## [EXERCISE DESCRIPTION]
If a line in the data holds the string "transaction", list it.

## [EXTRACTED ENTRIES]
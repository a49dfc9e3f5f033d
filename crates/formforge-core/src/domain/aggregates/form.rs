//! Form Aggregate
//!
//! One row per version. Versions of the same conceptual form share a group
//! id and a slug; the aggregate owns the DRAFT -> PUBLISHED -> ARCHIVED
//! state machine for a single version. Cross-version rules (one live
//! version per slug) are coordinated by the application layer inside a
//! store transaction.

use chrono::{DateTime, Utc};
use serde::Serialize;

use crate::domain::events::{DomainEvent, FormEvent};
use crate::domain::value_objects::{FormGroupId, FormId, FormStatus, OwnerId, Slug};

/// Form aggregate root
#[derive(Clone, Debug, Serialize)]
pub struct Form {
    id: FormId,
    group_id: FormGroupId,
    owner_id: OwnerId,
    slug: Slug,
    title: String,
    description: Option<String>,
    settings: Option<serde_json::Value>,
    status: FormStatus,
    version: i32,
    deleted: bool,
    published_at: Option<DateTime<Utc>>,
    created_at: DateTime<Utc>,
    updated_at: DateTime<Utc>,
    #[serde(skip)]
    events: Vec<DomainEvent>,
}

impl Form {
    /// Create version 1 of a brand new form group
    pub fn create(
        id: FormId,
        owner_id: OwnerId,
        title: impl Into<String>,
        description: Option<String>,
        settings: Option<serde_json::Value>,
        slug: Slug,
        now: DateTime<Utc>,
    ) -> Self {
        let group_id = FormGroupId::new();

        let mut form = Self {
            id,
            group_id,
            owner_id,
            slug: slug.clone(),
            title: title.into(),
            description,
            settings,
            status: FormStatus::Draft,
            version: 1,
            deleted: false,
            published_at: None,
            created_at: now,
            updated_at: now,
            events: vec![],
        };

        form.raise_event(DomainEvent::Form(FormEvent::Created {
            form_id: id,
            group_id,
            slug,
            owner_id,
            created_at: now,
        }));

        form
    }

    /// New DRAFT in the same group carrying this version's content
    pub fn clone_as_draft(&self, id: FormId, version: i32, now: DateTime<Utc>) -> Self {
        let mut draft = Self {
            id,
            group_id: self.group_id,
            owner_id: self.owner_id,
            slug: self.slug.clone(),
            title: self.title.clone(),
            description: self.description.clone(),
            settings: self.settings.clone(),
            status: FormStatus::Draft,
            version,
            deleted: false,
            published_at: None,
            created_at: now,
            updated_at: now,
            events: vec![],
        };

        draft.raise_event(DomainEvent::Form(FormEvent::DraftCreated {
            form_id: id,
            source_form_id: self.id,
            version,
            created_at: now,
        }));

        draft
    }

    // =========================================================================
    // Getters
    // =========================================================================

    pub fn id(&self) -> FormId { self.id }
    pub fn group_id(&self) -> FormGroupId { self.group_id }
    pub fn owner_id(&self) -> OwnerId { self.owner_id }
    pub fn slug(&self) -> &Slug { &self.slug }
    pub fn title(&self) -> &str { &self.title }
    pub fn description(&self) -> Option<&str> { self.description.as_deref() }
    pub fn settings(&self) -> Option<&serde_json::Value> { self.settings.as_ref() }
    pub fn status(&self) -> FormStatus { self.status }
    pub fn version(&self) -> i32 { self.version }
    pub fn is_deleted(&self) -> bool { self.deleted }
    pub fn published_at(&self) -> Option<DateTime<Utc>> { self.published_at }
    pub fn created_at(&self) -> DateTime<Utc> { self.created_at }
    pub fn updated_at(&self) -> DateTime<Utc> { self.updated_at }

    pub fn is_owned_by(&self, owner_id: OwnerId) -> bool {
        self.owner_id == owner_id
    }

    pub fn is_live(&self) -> bool {
        self.status == FormStatus::Published && !self.deleted
    }

    // =========================================================================
    // Business Operations
    // =========================================================================

    /// Content and fields may only change while DRAFT
    pub fn ensure_editable(&self) -> Result<(), FormError> {
        match self.status {
            FormStatus::Draft => Ok(()),
            other => Err(FormError::NotEditable(other)),
        }
    }

    /// Partial update: `None` leaves the attribute untouched
    pub fn update_details(
        &mut self,
        title: Option<String>,
        description: Option<String>,
        settings: Option<serde_json::Value>,
        now: DateTime<Utc>,
    ) -> Result<(), FormError> {
        self.ensure_editable()?;

        if let Some(title) = title {
            self.title = title;
        }
        if description.is_some() {
            self.description = description;
        }
        if settings.is_some() {
            self.settings = settings;
        }
        self.touch(now);

        self.raise_event(DomainEvent::Form(FormEvent::Updated {
            form_id: self.id,
            updated_at: now,
        }));

        Ok(())
    }

    /// DRAFT -> PUBLISHED. `archived_sibling` is the previously live version
    /// the caller has already archived in the same transaction.
    pub fn publish(
        &mut self,
        archived_sibling: Option<FormId>,
        now: DateTime<Utc>,
    ) -> Result<(), FormError> {
        if self.status != FormStatus::Draft {
            return Err(FormError::NotDraft(self.status));
        }

        self.status = FormStatus::Published;
        self.published_at = Some(now);
        self.touch(now);

        self.raise_event(DomainEvent::Form(FormEvent::Published {
            form_id: self.id,
            slug: self.slug.clone(),
            version: self.version,
            archived: archived_sibling,
            published_at: now,
        }));

        Ok(())
    }

    /// Unconditional transition to ARCHIVED
    pub fn archive(&mut self, now: DateTime<Utc>) {
        self.status = FormStatus::Archived;
        self.touch(now);

        self.raise_event(DomainEvent::Form(FormEvent::Archived {
            form_id: self.id,
            archived_at: now,
        }));
    }

    /// Soft delete; status is left as is
    pub fn mark_deleted(&mut self, now: DateTime<Utc>) {
        self.deleted = true;
        self.touch(now);

        self.raise_event(DomainEvent::Form(FormEvent::Deleted {
            form_id: self.id,
            deleted_at: now,
        }));
    }

    // =========================================================================
    // Domain Events
    // =========================================================================

    pub fn take_events(&mut self) -> Vec<DomainEvent> {
        std::mem::take(&mut self.events)
    }

    fn raise_event(&mut self, event: DomainEvent) {
        self.events.push(event);
    }

    fn touch(&mut self, now: DateTime<Utc>) {
        self.updated_at = now;
    }
}

/// Form domain errors
#[derive(Debug, Clone, PartialEq, thiserror::Error)]
pub enum FormError {
    #[error("cannot edit a {0} form, create a draft first")]
    NotEditable(FormStatus),

    #[error("only DRAFT forms can be published, this one is {0}")]
    NotDraft(FormStatus),
}

#[cfg(test)]
mod tests {
    use super::*;

    fn new_form() -> Form {
        Form::create(
            FormId::new(1),
            OwnerId::new(10),
            "Feedback",
            None,
            None,
            Slug::from_string("feedback-abc123"),
            Utc::now(),
        )
    }

    #[test]
    fn test_create_form() {
        let mut form = new_form();
        assert_eq!(form.status(), FormStatus::Draft);
        assert_eq!(form.version(), 1);
        assert!(!form.is_deleted());
        assert!(form.is_owned_by(OwnerId::new(10)));

        let events = form.take_events();
        assert_eq!(events.len(), 1);
        assert_eq!(events[0].event_type(), "form.created");
        assert!(form.take_events().is_empty());
    }

    #[test]
    fn test_clone_as_draft_keeps_identity() {
        let mut source = new_form();
        source.publish(None, Utc::now()).unwrap();

        let draft = source.clone_as_draft(FormId::new(2), 2, Utc::now());
        assert_eq!(draft.group_id(), source.group_id());
        assert_eq!(draft.slug(), source.slug());
        assert_eq!(draft.title(), source.title());
        assert_eq!(draft.version(), 2);
        assert_eq!(draft.status(), FormStatus::Draft);
        assert!(draft.published_at().is_none());
    }

    #[test]
    fn test_publish_only_from_draft() {
        let mut form = new_form();
        form.publish(Some(FormId::new(99)), Utc::now()).unwrap();
        assert_eq!(form.status(), FormStatus::Published);
        assert!(form.published_at().is_some());
        assert!(form.is_live());

        assert_eq!(
            form.publish(None, Utc::now()),
            Err(FormError::NotDraft(FormStatus::Published))
        );

        form.archive(Utc::now());
        assert_eq!(
            form.publish(None, Utc::now()),
            Err(FormError::NotDraft(FormStatus::Archived))
        );
    }

    #[test]
    fn test_partial_update_requires_draft() {
        let mut form = new_form();
        form.update_details(None, Some("About you".into()), None, Utc::now())
            .unwrap();
        assert_eq!(form.title(), "Feedback");
        assert_eq!(form.description(), Some("About you"));

        form.publish(None, Utc::now()).unwrap();
        let err = form
            .update_details(Some("Other".into()), None, None, Utc::now())
            .unwrap_err();
        assert_eq!(err, FormError::NotEditable(FormStatus::Published));
        assert_eq!(form.title(), "Feedback");
    }

    #[test]
    fn test_archive_is_unconditional() {
        let mut form = new_form();
        form.archive(Utc::now());
        assert_eq!(form.status(), FormStatus::Archived);
        form.archive(Utc::now());
        assert_eq!(form.status(), FormStatus::Archived);
    }

    #[test]
    fn test_soft_delete_keeps_status() {
        let mut form = new_form();
        form.publish(None, Utc::now()).unwrap();
        form.mark_deleted(Utc::now());
        assert!(form.is_deleted());
        assert_eq!(form.status(), FormStatus::Published);
        assert!(!form.is_live());
    }
}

## [YOUR RESPONSE]
//! store transaction.
    /// the caller has already archived in the same transaction.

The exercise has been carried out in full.